I am walking daily to get my head out of the clouds. If you haven’t been outdoors to savor September you are missing a wonderful opportunity to top off your batteries ahead of winter. Now is the time to put a deposit in your beauty bank to get you through gray and cold, short days and shoveling. Scraping is coming. But now you can walk through tall grasses where hundreds of caterpillars move their lumpy bodies through transformation as if it is the only job on earth: changing each hour from finger-length bird food to butterfly before freezing nights. Mountains of clouds still paint shapes against startling blue. Cumulus reflections in a stock pond seem to ask for a massage so I chunk a rock onto the glassy surface and watch ripples slowly stroke curves. I call it “planet Rolfing.”
But that was yesterday. Today by my front door I choose the blue chair for my first cup of tea and rest a book on the yellow chair. In the distance I see the Peaks fogged with moisture; there is Kendrick Mountain in the clear; the sturdy back of Mingus Mountain looks like it might arch and stretch any moment. Do I imagine the chickadees fall quiet when I read aloud from Thoreau’s WALDEN? He wrote, “I had three chairs in my house, one for solitude, two for friendship, three for society.” I do have a chair for solitude: the oak rocker by the bookshelves inside. And I have two chairs on my porch with Henry as friend today. It is too soon for society. To enter into the foam of multiple voices is surfing that feels too confusing to me now. It will be awhile until my town head returns.
Or perhaps I am prematurely morphing into an old coot, too content to talk to rabbits, murmur at squirrels, and argue with the occasional rat that insists on chewing wiring. Maybe my coffeehouse-loving nature has gone missing. But I do have a third red chair I can add to the mix here, “for society.” And I got a deal on a big second-hand Weber grill at Full Circle last week; I could kiss salmon with mesquite coals and make zucchini sizzle, throw a party with the next full moon.
“Ha ha. The biggest introvert in the woods wants to throw a party?” chuckles a pine tree.
A passing vulture tips its wings to comment, “What? Will you send out invitations on the backs of falling aspen leaves? Hope no one shows up?”
“She’ll forget to give directions,” a hummingbird concludes.

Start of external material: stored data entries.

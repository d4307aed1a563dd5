//! The generic operation layer the code generator compiles against.
//!
//! One dispatch surface maps the protocol operations (`first`, `rest`,
//! `seq`, `count`, `nth`, `get`, `contains`, `conj`, `assoc`, `dissoc`,
//! `disj`, `empty`, `pop`, `into`) onto every collection kind, alongside
//! the construction factories (`vec`, `hash_map`, ...), the value-level
//! transient handle, and the eager half of the sequence library
//! (`reduce`, `group_by`, `frequencies`, ...). Dispatch is a `match` over
//! the [`Value`] tag.
//!
//! # Examples
//!
//! ```rust
//! use spork_pds::ops::{assoc, conj, get, nth, vec};
//! use spork_pds::value::Value;
//!
//! let v0 = vec((1..=5).map(Value::Int));
//! let v1 = assoc(&v0, Value::Int(2), Value::Int(99)).unwrap();
//!
//! assert_eq!(nth(&v0, 2, None).unwrap(), Value::Int(3));  // Original unchanged
//! assert_eq!(nth(&v1, 2, None).unwrap(), Value::Int(99)); // New version
//! assert_eq!(conj(&v0, Value::Int(6)).and_then(|v| nth(&v, 5, None)).unwrap(), Value::Int(6));
//! ```

use std::cmp::Ordering;

use crate::error::{PdsError, Result};
use crate::persistent::{
    PersistentHashMap, PersistentHashSet, PersistentVector, ReferenceCounter, SortedVector,
    TransientHashMap, TransientHashSet, TransientSortedVector, TransientVector,
};
use crate::seq::{Cons, SeqIter, cons, drop, drop_while, list_of, take, take_while};
use crate::value::{Value, ValueFn, ValueFn2, compare};

// =============================================================================
// Factories
// =============================================================================

/// Builds a vector from the given elements.
pub fn vec(elements: impl IntoIterator<Item = Value>) -> Value {
    let mut builder = TransientVector::new();
    for element in elements {
        builder.push_back(element);
    }
    Value::Vector(builder.persistent())
}

/// Builds a packed `f64` vector; every element must be a number.
pub fn vec_f64(elements: impl IntoIterator<Item = Value>) -> Result<Value> {
    let mut builder = TransientVector::new();
    for element in elements {
        match element.as_f64() {
            Some(number) => builder.push_back(number),
            None => {
                return Err(PdsError::TypeMismatch {
                    expected: "a number",
                    actual: element.kind(),
                });
            }
        }
    }
    Ok(Value::DoubleVector(builder.persistent()))
}

/// Builds a packed `i64` vector; every element must be an integer.
pub fn vec_i64(elements: impl IntoIterator<Item = Value>) -> Result<Value> {
    let mut builder = TransientVector::new();
    for element in elements {
        match element {
            Value::Int(number) => builder.push_back(number),
            other => {
                return Err(PdsError::TypeMismatch {
                    expected: "an integer",
                    actual: other.kind(),
                });
            }
        }
    }
    Ok(Value::IntVector(builder.persistent()))
}

/// Returns an empty sorted vector with the given ordering configuration.
#[must_use]
pub fn sorted_vec(key: Option<ValueFn>, reverse: bool) -> Value {
    Value::SortedVector(SortedVector::new(key, reverse))
}

/// Builds a map from alternating keys and values.
///
/// Fails with `ArityMismatch` on an odd number of arguments.
pub fn hash_map(entries: impl IntoIterator<Item = Value>) -> Result<Value> {
    let mut builder = TransientHashMap::new();
    let mut iterator = entries.into_iter();
    while let Some(key) = iterator.next() {
        let Some(value) = iterator.next() else {
            return Err(PdsError::ArityMismatch {
                operation: "hash-map",
                expected: "an even number of arguments",
            });
        };
        builder.insert(key, value);
    }
    Ok(Value::Map(builder.persistent()))
}

/// Builds a set from the given elements.
pub fn hash_set(elements: impl IntoIterator<Item = Value>) -> Value {
    let mut builder = TransientHashSet::new();
    for element in elements {
        builder.insert(element);
    }
    Value::Set(builder.persistent())
}

/// The canonical empty vector.
#[must_use]
pub fn empty_vector() -> Value {
    Value::Vector(PersistentVector::new())
}
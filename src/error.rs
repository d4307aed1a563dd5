//! Error types surfaced by the collection runtime.
//!
//! Every fallible operation returns [`PdsError`] through the crate-wide
//! [`Result`] alias. The library never catches, retries, or logs: errors
//! propagate to the calling layer, and a failing operation leaves its
//! inputs untouched (a failed transient mutation preserves the transient's
//! prior contents).

use std::fmt;

/// Result alias used throughout the crate.
pub type Result<T> = std::result::Result<T, PdsError>;

/// Errors raised by collection and sequence operations.
#[derive(Debug, Clone, PartialEq, Eq)]
pub enum PdsError {
    /// An index was outside the valid range of a vector or sequence.
    IndexOutOfRange {
        /// The requested index (as supplied by the caller).
        index: i64,
        /// The length of the collection at the time of the call.
        length: usize,
    },
    /// A key was absent and the caller explicitly requested an error
    /// instead of a default value.
    KeyNotFound {
        /// Display representation of the missing key.
        key: String,
    },
    /// The operation is not defined for the target collection kind.
    UnsupportedOperation {
        /// The operation that was attempted.
        operation: &'static str,
        /// The kind of value it was attempted on.
        target: &'static str,
    },
    /// An operation received the wrong number or shape of arguments.
    ArityMismatch {
        /// The operation that was attempted.
        operation: &'static str,
        /// What the operation expected.
        expected: &'static str,
    },
    /// A transient was used after `persistent!` invalidated it, which also
    /// covers handles smuggled across an invalidation boundary.
    TransientUsedAfterPersistent,
    /// A value had the wrong type for the operation (a non-numeric element
    /// for a primitive vector, an uncomparable sort key, ...).
    TypeMismatch {
        /// What the operation expected.
        expected: &'static str,
        /// The kind of value it received.
        actual: &'static str,
    },
    /// A lazy sequence's producer failed (or was forced re-entrantly);
    /// the cell is poisoned and every later force reports this.
    LazySeqPoisoned,
}

impl fmt::Display for PdsError {
    fn fmt(&self, formatter: &mut fmt::Formatter<'_>) -> fmt::Result {
        match self {
            Self::IndexOutOfRange { index, length } => {
                write!(formatter, "index {index} out of range for length {length}")
            }
            Self::KeyNotFound { key } => write!(formatter, "key not found: {key}"),
            Self::UnsupportedOperation { operation, target } => {
                write!(formatter, "{operation} is not supported on {target}")
            }
            Self::ArityMismatch {
                operation,
                expected,
            } => {
                write!(formatter, "{operation} expects {expected}")
            }
            Self::TransientUsedAfterPersistent => {
                write!(formatter, "transient used after persistent!")
            }
            Self::TypeMismatch { expected, actual } => {
                write!(formatter, "expected {expected}, got {actual}")
            }
            Self::LazySeqPoisoned => write!(formatter, "lazy sequence is poisoned"),
        }
    }
}

impl std::error::Error for PdsError {}

#[cfg(test)]
mod tests {
    use super::*;
    use rstest::rstest;

    #[rstest]
    fn test_display_index_out_of_range() {
        let error = PdsError::IndexOutOfRange {
            index: -1,
            length: 3,
        };
        assert_eq!(error.to_string(), "index -1 out of range for length 3");
    }

    #[rstest]
    fn test_display_unsupported_operation() {
        let error = PdsError::UnsupportedOperation {
            operation: "nth",
            target: "map",
        };
        assert_eq!(error.to_string(), "nth is not supported on map");
    }

    #[rstest]
    fn test_display_transient_used_after_persistent() {
        assert_eq!(
            PdsError::TransientUsedAfterPersistent.to_string(),
            "transient used after persistent!"
        );
    }
}
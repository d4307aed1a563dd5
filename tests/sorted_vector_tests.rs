//! Unit tests for the sorted vector and its ordering configuration.

use rstest::rstest;
use spork_pds::ops::{conj, into, sorted_vec, vec};
use spork_pds::seq::SeqIter;
use spork_pds::value::{Value, value_fn};

fn ints(coll: &Value) -> Vec<i64> {
    SeqIter::new(coll.clone())
        .map(|item| match item.unwrap() {
            Value::Int(number) => number,
            other => panic!("expected an int, got {other}"),
        })
        .collect()
}

fn int_vec(values: &[i64]) -> Value {
    vec(values.iter().map(|value| Value::Int(*value)))
}

#[rstest]
fn test_into_sorted_vec_orders_ascending() {
    let sorted = into(&sorted_vec(None, false), &int_vec(&[3, 1, 4, 1, 5, 9, 2, 6])).unwrap();
    assert_eq!(ints(&sorted), vec![1, 1, 2, 3, 4, 5, 6, 9]);
}

#[rstest]
fn test_into_sorted_vec_reversed() {
    let sorted = into(&sorted_vec(None, true), &int_vec(&[3, 1, 4, 1, 5, 9, 2, 6])).unwrap();
    assert_eq!(ints(&sorted), vec![9, 6, 5, 4, 3, 2, 1, 1]);
}

#[rstest]
fn test_conj_keeps_order_and_shares() {
    let sorted = into(&sorted_vec(None, false), &int_vec(&[2, 4, 6])).unwrap();
    let grown = conj(&sorted, Value::Int(5)).unwrap();

    assert_eq!(ints(&sorted), vec![2, 4, 6]);
    assert_eq!(ints(&grown), vec![2, 4, 5, 6]);
}

#[rstest]
fn test_key_function_orders_by_projection() {
    let absolute = value_fn(|value| match value {
        Value::Int(number) => Value::Int(number.abs()),
        other => other.clone(),
    });
    let sorted = into(
        &sorted_vec(Some(absolute), false),
        &int_vec(&[-3, 1, -2, 4]),
    )
    .unwrap();
    assert_eq!(ints(&sorted), vec![1, -2, -3, 4]);
}

#[rstest]
fn test_uncomparable_elements_fail() {
    let sorted = into(&sorted_vec(None, false), &int_vec(&[1, 2])).unwrap();
    assert!(conj(&sorted, Value::from("oops")).is_err());
}

#[rstest]
fn test_duplicate_keys_insert_first_among_equals() {
    let first_char = value_fn(|value| match value {
        Value::Str(text) => text
            .chars()
            .next()
            .map_or(Value::Nil, |c| Value::string(&c.to_string())),
        other => other.clone(),
    });
    let sorted = sorted_vec(Some(first_char), false);
    let sorted = conj(&sorted, Value::from("ax")).unwrap();
    let sorted = conj(&sorted, Value::from("bx")).unwrap();
    let sorted = conj(&sorted, Value::from("ay")).unwrap();

    let realized: Vec<Value> = SeqIter::new(sorted).map(Result::unwrap).collect();
    // "ay" sorts equal to "ax" under the key and lands before it
    assert_eq!(
        realized,
        vec![Value::from("ay"), Value::from("ax"), Value::from("bx")]
    );
}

Many of us have gotten off river trips and felt the puzzle of how to return to boat-less community. Made rich for days by giving in to going downstream, it becomes hard to imagine thriving elsewhere. Change your experience of ten days on the river to three or fourth months on a peak top and imagine how a lookout season might rearrange your sense of people. You’d think decades of experience would make re-entries graceful eventually. Well sometimes yes and sometimes no; like most humans I remember how to be wise then I forget. For now, there are two chairs on the porch by the round wooden hex my sister painted to put on the cabin for good luck. Good luck is company enough for now.